Apoptosis and NET formation in the pathogenesis of SLE

• Published in: Autoimmunity (Chur, Switzerland) Vol. 45; no. 8; pp. 597 - 601
• Main Authors: Bouts, Yvette M., Wolthuis, David F.G.J., Dirkx, Michiel F.M., Pieterse, Elmar, Simons, Esther M.F., Van Boekel, Anna M., Dieker, Jürgen W., Van Der Vlag, Johan
• Format: Journal Article
• Language: English
• Published: England Informa Healthcare 01.12.2012; Taylor & Francis
• Subjects: Antibodies, Antinuclear - immunology; Antigen-Antibody Complex - immunology; Apoptosis; Autoantibodies - immunology; Chromatin - immunology; dendritic cells; Dendritic Cells - immunology; Dendritic Cells - metabolism; Humans; Inflammation; Interferon-alpha - biosynthesis; Lupus Erythematosus, Systemic - immunology; NETosis; Neutrophil Activation; neutrophil extracellular traps; Neutrophils - immunology; Systemic Lupus Erythematosus
• ISSN: 0891-6934; 1607-842X
• DOI: 10.3109/08916934.2012.719953

Systemic Lupus Erythematosus is an autoimmune disease characterized by the formation of anti-nuclear autoantibodies, particularly anti-chromatin. Although the aetiology of the disease has not yet been fully elucidated, several mechanisms have been proposed to be involved.

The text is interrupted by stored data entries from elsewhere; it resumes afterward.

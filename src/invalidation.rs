//! When a shadow background has to be re-rendered.

use bitflags::bitflags;

use crate::layout::Size;

bitflags! {
    /// Flags indicating what aspects of a widget need to be updated
    #[derive(Clone, Copy, Debug, PartialEq, Eq)]
    pub struct ChangeFlags: u8 {
        /// Widget needs layout recalculation (size/position may change)
        const NEEDS_LAYOUT = 0b001;
        /// Widget needs repainting (visual appearance changed)
        const NEEDS_PAINT  = 0b010;
        /// Shadow background must be rendered on the next layout
        const NEEDS_SHADOW = 0b100;
    }
}

/// Whether the background matches the current size and config.
#[derive(Debug, Clone, Copy, PartialEq, Eq)]
pub enum ShadowState {
    Clean,
    Dirty,
}

/// Tracks shadow invalidation for one widget.
///
/// A widget reports each size change and each completed layout; this type
/// answers whether the shadow background must be rendered at that point.
#[derive(Debug, Clone)]
pub struct ShadowInvalidation {
    flags: ChangeFlags,
    on_size_changed: bool,
}

impl ShadowInvalidation {
    pub fn new() -> Self {
        Self {
            flags: ChangeFlags::NEEDS_LAYOUT | ChangeFlags::NEEDS_PAINT,
            on_size_changed: true,
        }
    }

    /// Enable or disable re-rendering when the size changes.
    pub fn set_on_size_changed(&mut self, enabled: bool) {
        self.on_size_changed = enabled;
    }

    pub fn on_size_changed(&self) -> bool {
        self.on_size_changed
    }

    /// Force a render on the next layout, whether or not the size changes.
    pub fn request(&mut self) {
        self.flags |= ChangeFlags::NEEDS_SHADOW | ChangeFlags::NEEDS_LAYOUT | ChangeFlags::NEEDS_PAINT;
        log::debug!("shadow invalidated");
    }

    pub fn flags(&self) -> ChangeFlags {
        self.flags
    }

    pub fn is_forced(&self) -> bool {
        self.flags.contains(ChangeFlags::NEEDS_SHADOW)
    }

    pub fn needs_layout(&self) -> bool {
        self.flags.contains(ChangeFlags::NEEDS_LAYOUT)
    }

    pub fn needs_paint(&self) -> bool {
        self.flags.contains(ChangeFlags::NEEDS_PAINT)
    }

    pub fn state(&self) -> ShadowState {
        if self.is_forced() {
            ShadowState::Dirty
        } else {
            ShadowState::Clean
        }
    }

    /// Decide whether a size change renders.
    ///
    /// Requires a positive size, and then any of: no background yet, resize
    /// invalidation enabled, or a pending forced invalidation.
    pub fn should_render_on_size_changed(&self, size: Size, has_background: bool) -> bool {
        let (w, h) = size.to_pixels();
        w > 0 && h > 0 && (!has_background || self.on_size_changed || self.is_forced())
    }

    /// Decide whether a completed layout renders.
    pub fn should_render_on_layout(&self) -> bool {
        self.is_forced()
    }

    /// A render replaced the background.
    pub fn mark_rendered(&mut self) {
        self.flags.remove(ChangeFlags::NEEDS_SHADOW);
        self.flags |= ChangeFlags::NEEDS_PAINT;
    }

    /// A render was attempted and failed; keep the shadow dirty so the next
    /// layout retries.
    pub fn mark_failed(&mut self) {
        self.flags |= ChangeFlags::NEEDS_SHADOW;
    }

    pub fn clear_layout_flag(&mut self) {
        self.flags.remove(ChangeFlags::NEEDS_LAYOUT);
    }

    pub fn clear_paint_flag(&mut self) {
        self.flags.remove(ChangeFlags::NEEDS_PAINT);
    }
}

impl Default for ShadowInvalidation {
    fn default() -> Self {
        Self::new()
    }
}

Due to an aberrant apoptosis or decreased removal of apoptotic cells, apoptotic blebs containing chromatin are released. During apoptosis, chromatin is modified that increases its immunogenicity. Myeloid dendritic cells (myDC) can take up apoptotic blebs and stimulate autoreactive T helper cells, and subsequently the formation of autoantibodies by autoreactive B cells. Immune complexes formed by anti-chromatin autoantibodies and modified chromatin deposit on basal membranes, and incite a local inflammation, but can also stimulate plasmacytoid dendritic cells to produce IFN-α. In addition to apoptotic blebs, neutrophil extracellular traps released by dying neutrophils, in a process called NETosis, may serve as a source of autoantigens as well. In this review, we describe the role of both apoptosis and NETosis in the pathogenesis of SLE, and show how both processes may interact with each other.